Police presence was heavy hours before the arraignment. By 7:30 a.m., a dozen Federal Protective Service officers and bomb-sniffing dogs surrounded the courthouse.

Tsarnaev has yet to appear publicly since his April 19 arrest. His initial court appearance took place at a hospital, where he was recovering from injuries suffered in a shootout with police the day before in the Boston suburb of Watertown.

Authorities say he had escaped in a hijacked car after running over his brother and alleged co-conspirator, Tamerlan Tsarnaev, who died following the shootout with police. But he was found the next day after a lockdown in Watertown was lifted and a local homeowner noticed blood on the dry-docked boat.

Tsarnaev’s arrest stunned those who knew him as a likable high school athlete in Cambridge, where he lived with his older brother after his parents left for Russia.

His parents were in Makhachkala, in the southern Russian province of Dagestan, on Wednesday. His mother declined to comment.

Prosecutors say Tsarnaev, a Muslim, wrote about his motivations for the bombing on the inside walls and beams of the boat where he was hiding.

He wrote the U.S. government was “killing our innocent civilians.”

“I don’t like killing innocent people,” he said, but also wrote: “I can’t stand to see such evil go unpunished. … We Muslims are one body, you hurt one you hurt us all.”

The indictment also said that, sometime before the bombings, Tsarnaev downloaded Internet material from Islamic extremists that advocated violence against the perceived enemies of Islam.

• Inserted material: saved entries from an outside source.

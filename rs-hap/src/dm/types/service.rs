/*
 *
 *    Copyright (c) 2024 rs-hap Authors
 *
 *    Licensed under the Apache License, Version 2.0 (the "License");
 *    you may not use this file except in compliance with the License.
 *    You may obtain a copy of the License at
 *
 *        http://www.apache.org/licenses/LICENSE-2.0
 *
 *    Unless required by applicable law or agreed to in writing, software
 *    distributed under the License is distributed on an "AS IS" BASIS,
 *    WITHOUT WARRANTIES OR CONDITIONS OF ANY KIND, either express or implied.
 *    See the License for the specific language governing permissions and
 *    limitations under the License.
 */

use alloc::vec::Vec;

use strum::FromRepr;

use crate::dm::{resolve, ResolvedSet, Schema};
use crate::error::{Error, ErrorCode};

use super::{CharId, Characteristic, CharacteristicType};

/// The numeric type-code of a service.
pub type ServiceId = u16;

#[derive(Debug, Copy, Clone, Eq, PartialEq, Hash, FromRepr)]
#[repr(u16)]
pub enum ServiceType {
    CameraStreamManagement = 0x0110,
    CameraOperatingMode = 0x021A,
}

impl ServiceType {
    pub const fn id(&self) -> ServiceId {
        *self as ServiceId
    }
}

/// A service instance together with its resolved characteristics.
///
/// The characteristics are resolved once, when the service is created, and do
/// not change afterwards.
#[derive(Debug, Clone, PartialEq)]
pub struct Service {
    ty: ServiceType,
    characteristics: ResolvedSet<Characteristic>,
}

impl Service {
    pub fn new(
        ty: ServiceType,
        schema: &Schema<Characteristic>,
        supplied: Vec<Characteristic>,
    ) -> Result<Self, Error> {
        let characteristics = resolve(schema, supplied)?;

        Ok(Self {
            ty,
            characteristics,
        })
    }

    pub fn service_type(&self) -> ServiceType {
        self.ty
    }

    pub fn characteristics(&self) -> &ResolvedSet<Characteristic> {
        &self.characteristics
    }

    pub fn get(&self, ty: CharacteristicType) -> Option<&Characteristic> {
        self.characteristics.get(ty.id())
    }

    pub fn get_custom(&self, id: CharId) -> Option<&Characteristic> {
        self.characteristics.get(id)
    }

    /// Return the index of the characteristic of type `ty`.
    ///
    /// Used by the typed service wrappers to bind their required characteristics
    /// right after construction.
    pub(crate) fn position(&self, ty: CharacteristicType) -> Result<usize, Error> {
        self.characteristics
            .position(ty.id())
            .ok_or_else(|| ErrorCode::NotFound.into())
    }

    pub(crate) fn at(&self, index: usize) -> &Characteristic {
        &self.characteristics.as_slice()[index]
    }
}
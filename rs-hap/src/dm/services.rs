/*
 *
 *    Copyright (c) 2024 rs-hap Authors
 *
 *    Licensed under the Apache License, Version 2.0 (the "License");
 *    you may not use this file except in compliance with the License.
 *    You may obtain a copy of the License at
 *
 *        http://www.apache.org/licenses/LICENSE-2.0
 *
 *    Unless required by applicable law or agreed to in writing, software
 *    distributed under the License is distributed on an "AS IS" BASIS,
 *    WITHOUT WARRANTIES OR CONDITIONS OF ANY KIND, either express or implied.
 *    See the License for the specific language governing permissions and
 *    limitations under the License.
 */

//! Schemas and typed wrappers of the catalog services.

pub mod camera;

/// A required schema slot for a catalog characteristic type, defaulting to
/// `Characteristic::predefined` of that type.
#[allow(unused_macros)]
#[macro_export]
macro_rules! required_slot {
    ($ty:ident) => {
        $crate::dm::Slot::new($crate::dm::CharacteristicType::$ty.id(), {
            fn default() -> $crate::dm::Characteristic {
                $crate::dm::Characteristic::predefined($crate::dm::CharacteristicType::$ty)
            }

            default
        })
    };
}

/// The optional schema slots for a list of catalog characteristic types.
#[allow(unused_macros)]
#[macro_export]
macro_rules! optional_slots {
    ($($ty:ident),* $(,)?) => {
        &[$($crate::dm::CharacteristicType::$ty.id(),)*]
    };
}
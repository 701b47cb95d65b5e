/*
 *
 *    Copyright (c) 2024 rs-hap Authors
 *
 *    Licensed under the Apache License, Version 2.0 (the "License");
 *    you may not use this file except in compliance with the License.
 *    You may obtain a copy of the License at
 *
 *        http://www.apache.org/licenses/LICENSE-2.0
 *
 *    Unless required by applicable law or agreed to in writing, software
 *    distributed under the License is distributed on an "AS IS" BASIS,
 *    WITHOUT WARRANTIES OR CONDITIONS OF ANY KIND, either express or implied.
 *    See the License for the specific language governing permissions and
 *    limitations under the License.
 */

/// The value format of a characteristic.
#[derive(Debug, Copy, Clone, Eq, PartialEq, Hash)]
pub enum Format {
    Bool,
    UInt8,
    /// An opaque TLV8 stream, decoded by application-specific configuration handlers
    Tlv8,
}

/// Value constraints of a numeric characteristic.
#[derive(Debug, Default, Copy, Clone, PartialEq)]
pub struct Constraints {
    pub max_value: Option<f64>,
    pub min_value: Option<f64>,
    pub min_step: Option<f64>,
}

impl Constraints {
    pub const NONE: Self = Self {
        max_value: None,
        min_value: None,
        min_step: None,
    };

    pub const fn range(min_value: f64, max_value: f64, min_step: f64) -> Self {
        Self {
            max_value: Some(max_value),
            min_value: Some(min_value),
            min_step: Some(min_step),
        }
    }
}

Three people – Martin Richard, 8, Krystle Marie Campbell, 29, and Lingzi Lu, 23 – were killed by the bombs, which were improvised from pressure cookers. Authorities say the Tsarnaevs also killed Massachusetts Institute of Technology officer Sean Collier days later while they were on the run.

Numerous bombing victims had legs amputated after the two explosions, which detonated along the final stretch of the race a couple hours after the elite runners had finished.